Человек верующий может спастись даже среди бедствий, которые обрушились на народ, человек верующий может зажечь верой других. А несколько верующих людей могут даже отвести беду от своего народа. Как мы это видели на примере города Ниневии, когда проповедь пророка зажгла некоторых людей, и указ издал царь, и сам последовал этому указу, и город был спасен. Вера, явленная в смирении, отодвигает бедствия от народа.

Получается, на наш взгляд, парадоксальная ситуация: если человек не верит, глубже говоря, если он не смирился, то зачем ему жить? Бог попускает бедствия на народ, потому что он горд, надменен, потому что он не смирен. Вера в Бога, если это действительно вера, приводит человека в смирение. Он учится надеяться не на свои силы, не на ложь, не на мощь, не на идолов, он надеется и ждет помощи только от Бога. Если же он взывает к Богу, он не может не смириться, он смиряется.

Если же человек не хочет смириться, на него находит бедствие. На человека ли, на народ ли на весь. Если же он не может смириться вообще, то этому человеку незачем жить. И, наоборот, если человек верит и способен соответственно с этой верой смиряться, тогда он будет жив верой.
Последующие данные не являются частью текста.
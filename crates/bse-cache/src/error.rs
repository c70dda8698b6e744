//! Error types for the disk cache.

use std::path::PathBuf;

/// Cache errors.
#[derive(Debug, thiserror::Error)]
pub enum CacheError {
    /// Cache root is missing, not a directory, or not writable.
    #[error("cache configuration error at {path}: {message}")]
    Config { path: PathBuf, message: String },

    /// Filesystem operation failed.
    #[error("cache io error: {message}")]
    Io { message: String },

    /// Fingerprint cannot be used as a cache key.
    #[error("invalid cache key {key:?}: {reason}")]
    InvalidKey { key: String, reason: String },

    /// Stored entry failed integrity verification.
    #[error("corrupt cache entry {fingerprint}: {reason}")]
    Corrupt { fingerprint: String, reason: String },

    /// Entry header could not be encoded.
    #[error("serialization error: {message}")]
    Serialization { message: String },
}

impl CacheError {
    pub(crate) fn io(context: &str, err: std::io::Error) -> Self {
        Self::Io {
            message: format!("{}: {}", context, err),
        }
    }

    /// Whether the error means the cache root itself is unusable.
    pub fn is_config(&self) -> bool {
        matches!(self, Self::Config { .. })
    }
}

/// Result type for cache operations.
pub type CacheResult<T> = Result<T, CacheError>;
use anyhow::Result;
use bse_connector::telemetry::{self, LogFormat};
use bse_connector::{exit_codes, lifecycle, shutdown, ConnectorError, ServiceConfig};
use clap::Parser;

#[derive(Parser)]
#[command(name = "bse-connector-http")]
#[command(about = "Caching HTTP connector for BSE India data", version)]
struct Args {
    /// Bind address (overrides HOST)
    #[arg(long)]
    host: Option<String>,

    /// Listen port (overrides PORT)
    #[arg(long)]
    port: Option<u16>,

    /// Log format
    #[arg(long, value_enum, default_value_t = LogFormat::Compact)]
    log_format: LogFormat,

    /// Log level when RUST_LOG is unset (trace, debug, info, warn, error)
    #[arg(long)]
    log_level: Option<String>,
}

#[tokio::main(flavor = "multi_thread")]
async fn main() {
    let args = Args::parse();

    if let Err(e) = telemetry::init_tracing(args.log_level.as_deref(), args.log_format) {
        eprintln!("warning: failed to initialize logging: {e}");
    }

    let code = match run(args).await {
        Ok(()) => exit_codes::SUCCESS,
        Err(e) => {
            let code = e
                .downcast_ref::<ConnectorError>()
                .map(ConnectorError::exit_code)
                .unwrap_or(exit_codes::FATAL);
            tracing::error!(error = %e, exit_code = code, "bse-connector stopped");
            eprintln!("fatal: {e:#}");
            code
        }
    };
    std::process::exit(code);
}

async fn run(args: Args) -> Result<()> {
    let mut config = ServiceConfig::from_env()?;
    if let Some(host) = args.host {
        config = config.with_host(host);
    }
    if let Some(port) = args.port {
        config = config.with_port(port);
    }

    lifecycle::run(config, shutdown::wait_for_signal()).await?;
    Ok(())
}
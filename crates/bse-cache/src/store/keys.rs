//! Key validation and path derivation.

use std::path::{Path, PathBuf};

use crate::error::{CacheError, CacheResult};

pub(crate) const ENTRY_EXTENSION: &str = "entry";
pub(crate) const TEMP_EXTENSION: &str = "tmp";

const MAX_KEY_LEN: usize = 128;

/// What a file inside a shard directory is.
#[derive(Debug, PartialEq, Eq)]
pub(crate) enum FileKind {
    Entry(String),
    Temp,
    Other,
}

pub(crate) fn validate_key_impl(key: &str) -> CacheResult<()> {
    let reason = if key.is_empty() {
        "key is empty"
    } else if key.len() > MAX_KEY_LEN {
        "key is longer than 128 characters"
    } else if !key
        .bytes()
        .all(|b| b.is_ascii_alphanumeric() || b == b'-' || b == b'_')
    {
        "key may only contain ASCII letters, digits, '-' and '_'"
    } else {
        return Ok(());
    };

    Err(CacheError::InvalidKey {
        key: key.to_string(),
        reason: reason.to_string(),
    })
}

/// Keys are ASCII after validation, so byte slicing is safe.
pub(crate) fn shard_dir_impl(entries_dir: &Path, key: &str) -> PathBuf {
    let shard = key.get(..2).unwrap_or(key);
    entries_dir.join(shard)
}

pub(crate) fn entry_path_impl(entries_dir: &Path, key: &str) -> PathBuf {
    shard_dir_impl(entries_dir, key).join(format!("{}.{}", key, ENTRY_EXTENSION))
}

pub(crate) fn temp_path_impl(shard_dir: &Path, key: &str) -> PathBuf {
    shard_dir.join(format!(
        "{}.{}.{}",
        key,
        uuid::Uuid::new_v4().simple(),
        TEMP_EXTENSION
    ))
}

pub(crate) fn classify_impl(path: &Path) -> FileKind {
    let Some(name) = path.file_name().and_then(|n| n.to_str()) else {
        return FileKind::Other;
    };

    if name.ends_with(&format!(".{}", TEMP_EXTENSION)) {
        return FileKind::Temp;
    }

    match name.strip_suffix(&format!(".{}", ENTRY_EXTENSION)) {
        Some(stem) if validate_key_impl(stem).is_ok() => FileKind::Entry(stem.to_string()),
        _ => FileKind::Other,
    }
}
//! HTTP upstream: status mapping and retry.
//!
//! This is the only place that interprets upstream status codes.

use std::time::Duration;

use async_trait::async_trait;
use reqwest::header::{
    HeaderName, ACCEPT, AUTHORIZATION, CACHE_CONTROL, CONTENT_TYPE, RETRY_AFTER, USER_AGENT,
};
use tracing::{debug, warn};

use super::{Upstream, UpstreamRequest, UpstreamResponse};
use crate::config::UpstreamConfig;
use crate::error::{ConnectorError, ConnectorResult, UpstreamError};

/// User agent sent upstream.
const CONNECTOR_USER_AGENT: &str = concat!("bse-connector/", env!("CARGO_PKG_VERSION"));

/// Upper bound on a single backoff sleep.
const MAX_BACKOFF: Duration = Duration::from_secs(30);

/// Upstream reached over HTTP with `reqwest`.
#[derive(Debug, Clone)]
pub struct HttpUpstream {
    client: reqwest::Client,
    base_url: String,
    config: UpstreamConfig,
}

impl HttpUpstream {
    /// Build a client for `config`.
    pub fn new(config: UpstreamConfig) -> ConnectorResult<Self> {
        let client = reqwest::Client::builder()
            .timeout(config.timeout)
            .user_agent(CONNECTOR_USER_AGENT)
            .build()
            .map_err(|e| ConnectorError::Config {
                message: format!("failed to build upstream client: {}", e),
            })?;

        Ok(Self {
            client,
            base_url: config.base_url.trim_end_matches('/').to_string(),
            config,
        })
    }

    pub fn base_url(&self) -> &str {
        &self.base_url
    }

    fn url_for(&self, request: &UpstreamRequest) -> String {
        format!("{}{}", self.base_url, request.path_and_query)
    }

    async fn fetch_once(&self, url: &str) -> Result<UpstreamResponse, UpstreamError> {
        let mut request = self
            .client
            .get(url)
            .header(USER_AGENT, CONNECTOR_USER_AGENT)
            .header(ACCEPT, "application/json, */*;q=0.8");

        if let Some(token) = &self.config.token {
            request = request.header(AUTHORIZATION, format!("Bearer {}", token));
        }

        let response = request.send().await.map_err(|e| self.map_send_error(e))?;
        let status = response.status();

        // Entries are replayed as 200, so other 2xx codes are not success.
        match status.as_u16() {
            200 => {}
            404 => {
                return Err(UpstreamError::NotFound {
                    path: response.url().path().to_string(),
                })
            }
            429 => {
                let retry_after = response
                    .headers()
                    .get(RETRY_AFTER)
                    .and_then(|v| v.to_str().ok())
                    .and_then(|s| s.trim().parse::<u64>().ok())
                    .map(Duration::from_secs);
                return Err(UpstreamError::RateLimited { retry_after });
            }
            other => return Err(UpstreamError::Status { status: other }),
        }

        let header = |name: HeaderName| {
            response
                .headers()
                .get(name)
                .and_then(|v| v.to_str().ok())
                .map(String::from)
        };
        let content_type = header(CONTENT_TYPE);
        let cache_control = header(CACHE_CONTROL);

        let body = response.bytes().await.map_err(|e| {
            if e.is_timeout() {
                UpstreamError::Timeout {
                    timeout: self.config.timeout,
                }
            } else {
                UpstreamError::InvalidResponse {
                    message: format!("failed to read response body: {}", e),
                }
            }
        })?;

        Ok(UpstreamResponse {
            body,
            content_type,
            cache_control,
            source: url.to_string(),
        })
    }

    fn map_send_error(&self, err: reqwest::Error) -> UpstreamError {
        if err.is_timeout() {
            UpstreamError::Timeout {
                timeout: self.config.timeout,
            }
        } else if err.is_connect() || err.is_request() {
            UpstreamError::Unreachable {
                message: err.to_string(),
            }
        } else {
            UpstreamError::InvalidResponse {
                message: err.to_string(),
            }
        }
    }
}

#[async_trait]
impl Upstream for HttpUpstream {
    async fn fetch(&self, request: &UpstreamRequest) -> Result<UpstreamResponse, UpstreamError> {
        use rand::Rng;

        let url = self.url_for(request);
        let max_retries = self.config.max_retries;
        let mut retries = 0;

        loop {
            debug!(url = %url, attempt = retries + 1, "fetching upstream");

            match self.fetch_once(&url).await {
                Ok(response) => return Ok(response),
                Err(e) if e.is_retryable() && retries < max_retries => {
                    retries += 1;

                    let backoff = match &e {
                        UpstreamError::RateLimited {
                            retry_after: Some(retry_after),
                        } => {
                            let base_ms = (*retry_after).min(MAX_BACKOFF).as_millis() as u64;
                            let jitter: f64 = rand::thread_rng().gen_range(0.9_f64..=1.1_f64);
                            Duration::from_millis(((base_ms as f64) * jitter).round() as u64)
                                .max(Duration::from_millis(100))
                        }
                        _ => {
                            let base = Duration::from_secs(1 << retries.min(5)).min(MAX_BACKOFF);
                            let jittered_ms =
                                rand::thread_rng().gen_range(0..=base.as_millis() as u64);
                            Duration::from_millis(jittered_ms.max(10))
                        }
                    };

                    warn!(
                        error = %e,
                        retry = retries,
                        max_retries = max_retries,
                        backoff_ms = backoff.as_millis() as u64,
                        "retrying upstream request"
                    );

                    tokio::time::sleep(backoff).await;
                }
                Err(e) => return Err(e),
            }
        }
    }
}

#[cfg(test)]
mod tests {
    use super::*;
    use wiremock::matchers::{header, method, path, query_param};
    use wiremock::{Mock, MockServer, ResponseTemplate};

    fn upstream_for(server: &MockServer, max_retries: u32) -> HttpUpstream {
        HttpUpstream::new(UpstreamConfig {
            base_url: format!("{}/api/", server.uri()),
            timeout: Duration::from_millis(500),
            max_retries,
            token: Some("secret".to_string()),
        })
        .unwrap()
    }

    fn request(path_and_query: &str) -> UpstreamRequest {
        UpstreamRequest {
            path_and_query: path_and_query.to_string(),
        }
    }

    #[tokio::test]
    async fn test_fetch_success_carries_headers() {
        let server = MockServer::start().await;
        Mock::given(method("GET"))
            .and(path("/api/getquote"))
            .and(query_param("scripcode", "500325"))
            .and(header("authorization", "Bearer secret"))
            .respond_with(
                ResponseTemplate::new(200)
                    .insert_header("cache-control", "max-age=60")
                    .set_body_raw(r#"{"ltp":2901.5}"#, "application/json"),
            )
            .expect(1)
            .mount(&server)
            .await;

        let upstream = upstream_for(&server, 0);
        let response = upstream
            .fetch(&request("/getquote?scripcode=500325"))
            .await
            .unwrap();

        assert_eq!(&response.body[..], br#"{"ltp":2901.5}"#);
        assert_eq!(response.content_type.as_deref(), Some("application/json"));
        assert_eq!(response.cache_control.as_deref(), Some("max-age=60"));
        assert!(response.source.ends_with("/api/getquote?scripcode=500325"));
    }

    #[tokio::test]
    async fn test_status_mapping() {
        let server = MockServer::start().await;
        for (route, status) in [("/api/missing", 404), ("/api/broken", 500), ("/api/denied", 403)] {
            Mock::given(path(route))
                .respond_with(ResponseTemplate::new(status))
                .mount(&server)
                .await;
        }
        Mock::given(path("/api/slowdown"))
            .respond_with(ResponseTemplate::new(429).insert_header("retry-after", "3"))
            .mount(&server)
            .await;

        let upstream = upstream_for(&server, 0);

        assert!(matches!(
            upstream.fetch(&request("/missing")).await,
            Err(UpstreamError::NotFound { .. })
        ));
        assert!(matches!(
            upstream.fetch(&request("/broken")).await,
            Err(UpstreamError::Status { status: 500 })
        ));
        assert!(matches!(
            upstream.fetch(&request("/denied")).await,
            Err(UpstreamError::Status { status: 403 })
        ));
        match upstream.fetch(&request("/slowdown")).await {
            Err(UpstreamError::RateLimited { retry_after }) => {
                assert_eq!(retry_after, Some(Duration::from_secs(3)))
            }
            other => panic!("expected rate limit, got {:?}", other),
        }
    }

    #[tokio::test]
    async fn test_partial_and_empty_success_are_rejected() {
        let server = MockServer::start().await;
        Mock::given(path("/api/empty"))
            .respond_with(ResponseTemplate::new(204))
            .mount(&server)
            .await;
        Mock::given(path("/api/partial"))
            .respond_with(ResponseTemplate::new(206).set_body_string("par"))
            .mount(&server)
            .await;

        let upstream = upstream_for(&server, 2);
        assert!(matches!(
            upstream.fetch(&request("/empty")).await,
            Err(UpstreamError::Status { status: 204 })
        ));
        assert!(matches!(
            upstream.fetch(&request("/partial")).await,
            Err(UpstreamError::Status { status: 206 })
        ));
    }

    #[tokio::test]
    async fn test_timeout_maps_to_timeout() {
        let server = MockServer::start().await;
        Mock::given(path("/api/slow"))
            .respond_with(ResponseTemplate::new(200).set_delay(Duration::from_secs(2)))
            .mount(&server)
            .await;

        let upstream = upstream_for(&server, 0);
        let err = upstream.fetch(&request("/slow")).await.unwrap_err();
        assert!(matches!(err, UpstreamError::Timeout { .. }), "{:?}", err);
    }

    #[tokio::test]
    async fn test_unreachable() {
        let upstream = HttpUpstream::new(UpstreamConfig {
            base_url: "http://127.0.0.1:1".to_string(),
            timeout: Duration::from_secs(2),
            max_retries: 0,
            token: None,
        })
        .unwrap();

        let err = upstream.fetch(&request("/x")).await.unwrap_err();
        assert!(matches!(err, UpstreamError::Unreachable { .. }), "{:?}", err);
    }

    #[tokio::test]
    async fn test_no_retry_by_default() {
        let server = MockServer::start().await;
        Mock::given(path("/api/flaky"))
            .respond_with(ResponseTemplate::new(503))
            .expect(1)
            .mount(&server)
            .await;

        let upstream = upstream_for(&server, 0);
        assert!(upstream.fetch(&request("/flaky")).await.is_err());
    }

    #[tokio::test]
    async fn test_retry_recovers_after_server_error() {
        let server = MockServer::start().await;
        Mock::given(path("/api/flaky"))
            .respond_with(ResponseTemplate::new(503))
            .up_to_n_times(1)
            .expect(1)
            .mount(&server)
            .await;
        Mock::given(path("/api/flaky"))
            .respond_with(ResponseTemplate::new(200).set_body_string("ok"))
            .expect(1)
            .mount(&server)
            .await;

        let upstream = upstream_for(&server, 1);
        let response = upstream.fetch(&request("/flaky")).await.unwrap();
        assert_eq!(&response.body[..], b"ok");
    }

    #[tokio::test]
    async fn test_client_errors_are_not_retried() {
        let server = MockServer::start().await;
        Mock::given(path("/api/bad"))
            .respond_with(ResponseTemplate::new(400))
            .expect(1)
            .mount(&server)
            .await;

        let upstream = upstream_for(&server, 3);
        assert!(matches!(
            upstream.fetch(&request("/bad")).await,
            Err(UpstreamError::Status { status: 400 })
        ));
    }
}
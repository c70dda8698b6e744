//! Service configuration.
//!
//! Built once at startup and passed explicitly to every component.

use std::path::PathBuf;
use std::str::FromStr;
use std::time::Duration;

use bse_cache::EvictionPolicy;
use serde::{Deserialize, Serialize};

use crate::error::{ConnectorError, ConnectorResult};

/// What happens to an upstream fetch when its client goes away.
#[derive(Debug, Clone, Copy, PartialEq, Eq, Default, Serialize, Deserialize)]
#[serde(rename_all = "lowercase")]
pub enum DisconnectPolicy {
    /// Let the fetch finish so the response still lands in the cache.
    #[default]
    Complete,
    /// Drop the fetch together with the request.
    Cancel,
}

impl FromStr for DisconnectPolicy {
    type Err = String;

    fn from_str(s: &str) -> Result<Self, Self::Err> {
        match s.trim().to_ascii_lowercase().as_str() {
            "complete" => Ok(Self::Complete),
            "cancel" => Ok(Self::Cancel),
            other => Err(format!("expected 'complete' or 'cancel', got '{}'", other)),
        }
    }
}

/// Upstream connection settings.
#[derive(Debug, Clone)]
pub struct UpstreamConfig {
    /// Base URL every passthrough path is appended to.
    pub base_url: String,

    /// Per-request timeout.
    pub timeout: Duration,

    /// Automatic retries for transient failures. Zero disables retrying.
    pub max_retries: u32,

    /// Bearer token sent upstream.
    pub token: Option<String>,
}

impl Default for UpstreamConfig {
    fn default() -> Self {
        Self {
            base_url: default_upstream_url(),
            timeout: Duration::from_secs(30),
            max_retries: 0,
            token: None,
        }
    }
}

fn default_upstream_url() -> String {
    "https://api.bseindia.com/BseIndiaAPI/api".to_string()
}

/// Process-wide service configuration.
#[derive(Debug, Clone)]
pub struct ServiceConfig {
    pub host: String,
    pub port: u16,
    pub cache_dir: PathBuf,
    pub shutdown_grace_period: Duration,
    pub upstream: UpstreamConfig,
    pub max_concurrent_fetches: usize,
    /// How long a miss waits for a fetch slot before answering 503.
    pub fetch_queue_timeout: Duration,
    pub on_disconnect: DisconnectPolicy,
    /// TTL for entries whose upstream response carries no `max-age`.
    pub default_ttl: Option<Duration>,
    pub eviction: EvictionPolicy,
    pub sweep_interval: Duration,
    /// Query parameters that do not change the upstream answer.
    pub ignored_query_params: Vec<String>,
    /// `path?query` values fetched once at startup.
    pub prewarm_paths: Vec<String>,
    /// Mount `DELETE /data/...` and `DELETE /cache`.
    pub allow_invalidation: bool,
}

impl Default for ServiceConfig {
    fn default() -> Self {
        Self {
            host: "0.0.0.0".to_string(),
            port: 8000,
            cache_dir: bse_cache::default_cache_dir()
                .unwrap_or_else(|_| PathBuf::from("/tmp/bse_mcp_cache")),
            shutdown_grace_period: Duration::from_secs(10),
            upstream: UpstreamConfig::default(),
            max_concurrent_fetches: 16,
            fetch_queue_timeout: Duration::from_secs(5),
            on_disconnect: DisconnectPolicy::default(),
            default_ttl: Some(Duration::from_secs(24 * 60 * 60)),
            eviction: EvictionPolicy::default(),
            sweep_interval: Duration::from_secs(300),
            ignored_query_params: Vec::new(),
            prewarm_paths: Vec::new(),
            allow_invalidation: false,
        }
    }
}

impl ServiceConfig {
    /// Create config from environment variables.
    ///
    /// | Variable | Description |
    /// |----------|-------------|
    /// | `HOST` / `PORT` | Listen address (default `0.0.0.0:8000`) |
    /// | `BSE_CACHE_DIR` | Cache root (default `~/.bse_mcp_cache`) |
    /// | `BSE_UPSTREAM_URL` | Upstream base URL |
    /// | `BSE_UPSTREAM_TOKEN` | Bearer token for the upstream |
    /// | `BSE_UPSTREAM_TIMEOUT_SECS` | Upstream timeout (default 30) |
    /// | `BSE_UPSTREAM_MAX_RETRIES` | Automatic retries (default 0) |
    /// | `BSE_MAX_CONCURRENT_FETCHES` | Concurrent upstream fetches (default 16) |
    /// | `BSE_FETCH_QUEUE_TIMEOUT_MS` | Wait for a fetch slot (default 5000) |
    /// | `BSE_ON_DISCONNECT` | `complete` or `cancel` |
    /// | `BSE_SHUTDOWN_GRACE_SECS` | Shutdown grace period (default 10) |
    /// | `BSE_CACHE_TTL_SECS` | Default TTL, `0` disables expiry (default 86400) |
    /// | `BSE_CACHE_MAX_AGE_SECS` | Sweep age threshold |
    /// | `BSE_CACHE_MAX_BYTES` | Sweep size threshold |
    /// | `BSE_SWEEP_INTERVAL_SECS` | Sweep period (default 300) |
    /// | `BSE_IGNORED_QUERY_PARAMS` | Comma list excluded from fingerprints |
    /// | `BSE_PREWARM_PATHS` | Comma list fetched at startup |
    /// | `BSE_ALLOW_INVALIDATION` | Mount DELETE routes |
    pub fn from_env() -> ConnectorResult<Self> {
        Self::from_lookup(|key| std::env::var(key).ok())
    }

    /// Same as [`from_env`](Self::from_env) with an injectable variable source.
    pub fn from_lookup<F>(lookup: F) -> ConnectorResult<Self>
    where
        F: Fn(&str) -> Option<String>,
    {
        let env = Env { lookup };
        let defaults = Self::default();

        let cache_dir = match env.string("BSE_CACHE_DIR") {
            Some(dir) => PathBuf::from(dir),
            None => bse_cache::default_cache_dir().map_err(|e| ConnectorError::Config {
                message: e.to_string(),
            })?,
        };

        let default_ttl = match env.parse::<u64>("BSE_CACHE_TTL_SECS")? {
            Some(0) => None,
            Some(secs) => Some(Duration::from_secs(secs)),
            None => defaults.default_ttl,
        };

        let eviction = EvictionPolicy::default()
            .with_max_age(env.parse::<u64>("BSE_CACHE_MAX_AGE_SECS")?.map(Duration::from_secs))
            .with_max_total_bytes(env.parse::<u64>("BSE_CACHE_MAX_BYTES")?);

        let config = Self {
            host: env.string("HOST").unwrap_or(defaults.host),
            port: env.parse("PORT")?.unwrap_or(defaults.port),
            cache_dir,
            shutdown_grace_period: env
                .parse::<u64>("BSE_SHUTDOWN_GRACE_SECS")?
                .map(Duration::from_secs)
                .unwrap_or(defaults.shutdown_grace_period),
            upstream: UpstreamConfig {
                base_url: env
                    .string("BSE_UPSTREAM_URL")
                    .unwrap_or(defaults.upstream.base_url),
                timeout: env
                    .parse::<u64>("BSE_UPSTREAM_TIMEOUT_SECS")?
                    .map(Duration::from_secs)
                    .unwrap_or(defaults.upstream.timeout),
                max_retries: env
                    .parse("BSE_UPSTREAM_MAX_RETRIES")?
                    .unwrap_or(defaults.upstream.max_retries),
                token: env.string("BSE_UPSTREAM_TOKEN"),
            },
            max_concurrent_fetches: env
                .parse("BSE_MAX_CONCURRENT_FETCHES")?
                .unwrap_or(defaults.max_concurrent_fetches),
            fetch_queue_timeout: env
                .parse::<u64>("BSE_FETCH_QUEUE_TIMEOUT_MS")?
                .map(Duration::from_millis)
                .unwrap_or(defaults.fetch_queue_timeout),
            on_disconnect: env
                .parse("BSE_ON_DISCONNECT")?
                .unwrap_or(defaults.on_disconnect),
            default_ttl,
            eviction,
            sweep_interval: env
                .parse::<u64>("BSE_SWEEP_INTERVAL_SECS")?
                .map(Duration::from_secs)
                .unwrap_or(defaults.sweep_interval),
            ignored_query_params: env.list("BSE_IGNORED_QUERY_PARAMS"),
            prewarm_paths: env.list("BSE_PREWARM_PATHS"),
            allow_invalidation: env.flag("BSE_ALLOW_INVALIDATION"),
        };

        config.validate()?;
        Ok(config)
    }

    /// Reject values that cannot work at runtime.
    pub fn validate(&self) -> ConnectorResult<()> {
        let invalid = |message: String| Err(ConnectorError::Config { message });

        if self.max_concurrent_fetches == 0 {
            return invalid("BSE_MAX_CONCURRENT_FETCHES must be at least 1".to_string());
        }
        if self.sweep_interval.is_zero() {
            return invalid("BSE_SWEEP_INTERVAL_SECS must be greater than 0".to_string());
        }
        if self.upstream.timeout.is_zero() {
            return invalid("BSE_UPSTREAM_TIMEOUT_SECS must be greater than 0".to_string());
        }

        match url::Url::parse(&self.upstream.base_url) {
            Ok(url) if matches!(url.scheme(), "http" | "https") => Ok(()),
            Ok(url) => invalid(format!(
                "BSE_UPSTREAM_URL must be http or https, got scheme '{}'",
                url.scheme()
            )),
            Err(e) => invalid(format!(
                "invalid BSE_UPSTREAM_URL '{}': {}",
                self.upstream.base_url, e
            )),
        }
    }

    /// Set the listen port.
    pub fn with_port(mut self, port: u16) -> Self {
        self.port = port;
        self
    }

    /// Set the listen host.
    pub fn with_host(mut self, host: impl Into<String>) -> Self {
        self.host = host.into();
        self
    }

    /// Set the cache root.
    pub fn with_cache_dir(mut self, dir: impl Into<PathBuf>) -> Self {
        self.cache_dir = dir.into();
        self
    }

    /// Set the upstream base URL.
    pub fn with_upstream_url(mut self, url: impl Into<String>) -> Self {
        self.upstream.base_url = url.into();
        self
    }

    pub fn with_grace_period(mut self, grace: Duration) -> Self {
        self.shutdown_grace_period = grace;
        self
    }

    pub fn with_on_disconnect(mut self, policy: DisconnectPolicy) -> Self {
        self.on_disconnect = policy;
        self
    }

    pub fn with_max_concurrent_fetches(mut self, max: usize) -> Self {
        self.max_concurrent_fetches = max;
        self
    }

    pub fn with_fetch_queue_timeout(mut self, timeout: Duration) -> Self {
        self.fetch_queue_timeout = timeout;
        self
    }

    pub fn with_ignored_query_params<I, S>(mut self, params: I) -> Self
    where
        I: IntoIterator<Item = S>,
        S: Into<String>,
    {
        self.ignored_query_params = params.into_iter().map(Into::into).collect();
        self
    }

    pub fn with_allow_invalidation(mut self, allow: bool) -> Self {
        self.allow_invalidation = allow;
        self
    }

    pub fn with_default_ttl(mut self, ttl: Option<Duration>) -> Self {
        self.default_ttl = ttl;
        self
    }
}

/// Typed access to a variable source. Empty values count as unset.
struct Env<F> {
    lookup: F,
}

impl<F> Env<F>
where
    F: Fn(&str) -> Option<String>,
{
    fn string(&self, key: &str) -> Option<String> {
        (self.lookup)(key)
            .map(|v| v.trim().to_string())
            .filter(|v| !v.is_empty())
    }

    fn parse<T>(&self, key: &str) -> ConnectorResult<Option<T>>
    where
        T: FromStr,
        T::Err: std::fmt::Display,
    {
        self.string(key)
            .map(|raw| {
                raw.parse().map_err(|e| ConnectorError::Config {
                    message: format!("invalid {}={:?}: {}", key, raw, e),
                })
            })
            .transpose()
    }

    fn flag(&self, key: &str) -> bool {
        self.string(key)
            .map(|v| v == "1" || v.eq_ignore_ascii_case("true"))
            .unwrap_or(false)
    }

    fn list(&self, key: &str) -> Vec<String> {
        self.string(key)
            .map(|v| {
                v.split(',')
                    .map(str::trim)
                    .filter(|s| !s.is_empty())
                    .map(String::from)
                    .collect()
            })
            .unwrap_or_default()
    }
}
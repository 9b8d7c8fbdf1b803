//! Shared error types for the services crate.

use thiserror::Error;

use storage::StorageError;

/// Failures talking to the lesson server.
#[derive(Debug, Error)]
#[non_exhaustive]
pub enum ApiError {
    /// The request could not be sent or the response could not be read.
    #[error("network error: {0}")]
    Network(String),
    /// The response body was not the expected JSON.
    #[error("malformed response: {0}")]
    Decode(String),
    /// A non-success status with a body that could not be decoded.
    #[error("server responded with status {0}")]
    Status(u16),
}

impl ApiError {
    #[must_use]
    pub fn is_network(&self) -> bool {
        matches!(self, ApiError::Network(_))
    }
}

impl From<reqwest::Error> for ApiError {
    fn from(err: reqwest::Error) -> Self {
        if err.is_decode() {
            ApiError::Decode(err.to_string())
        } else {
            ApiError::Network(err.to_string())
        }
    }
}

/// Outcome of a progress synchronisation call, for callers that decide
/// their own retry or surfacing policy.
#[derive(Debug, Error)]
#[non_exhaustive]
pub enum SyncError {
    #[error("connection failed: {0}")]
    Network(String),
    /// The server answered with `success: false`.
    #[error("server rejected the request: {0}")]
    Application(String),
    #[error(transparent)]
    Storage(#[from] StorageError),
    /// The background push was cancelled or panicked.
    #[error("progress push did not finish: {0}")]
    Interrupted(String),
}

impl From<tokio::task::JoinError> for SyncError {
    fn from(err: tokio::task::JoinError) -> Self {
        SyncError::Interrupted(err.to_string())
    }
}

impl From<ApiError> for SyncError {
    fn from(err: ApiError) -> Self {
        SyncError::Network(err.to_string())
    }
}

/// Invalid client configuration.
#[derive(Debug, Error)]
#[non_exhaustive]
pub enum ConfigError {
    #[error("invalid base URL: {0}")]
    InvalidBaseUrl(#[from] url::ParseError),
    #[error(transparent)]
    InvalidCourse(#[from] lesson_core::model::ParseIdError),
}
Для нашей проникнутой либерализмом современной мысли, нашего бытового мироощущения человеческая жизнь имеет ценность сама по себе в ее историческом аспекте. На самом деле, с точки зрения Бога, ценность имеет человеческая личность в ее вечном аспекте. Не конкретная жизненная ситуация, не конкретная человеческая жизнь, 80 лет она будет или 900 лет, Богу это неважно, в болезнях человек проведет свою жизнь или не в болезнях, не то важно Богу. Все эти вещи не имеют безусловной ценности сами по себе. И болезнь может быть благом, и здоровье может быть злом, и здоровье может быть благом, и болезнь может быть злом. Важно, как человеческая личность определит свое бытие в вечности, как она определит себя по отношению к Богу. Мы сейчас оторвали человека от этого метаисторического, вечного его бытия, для нас ценным является только то, что я здесь и сейчас, а это, с точки зрения промысла Божия, есть заблуждение.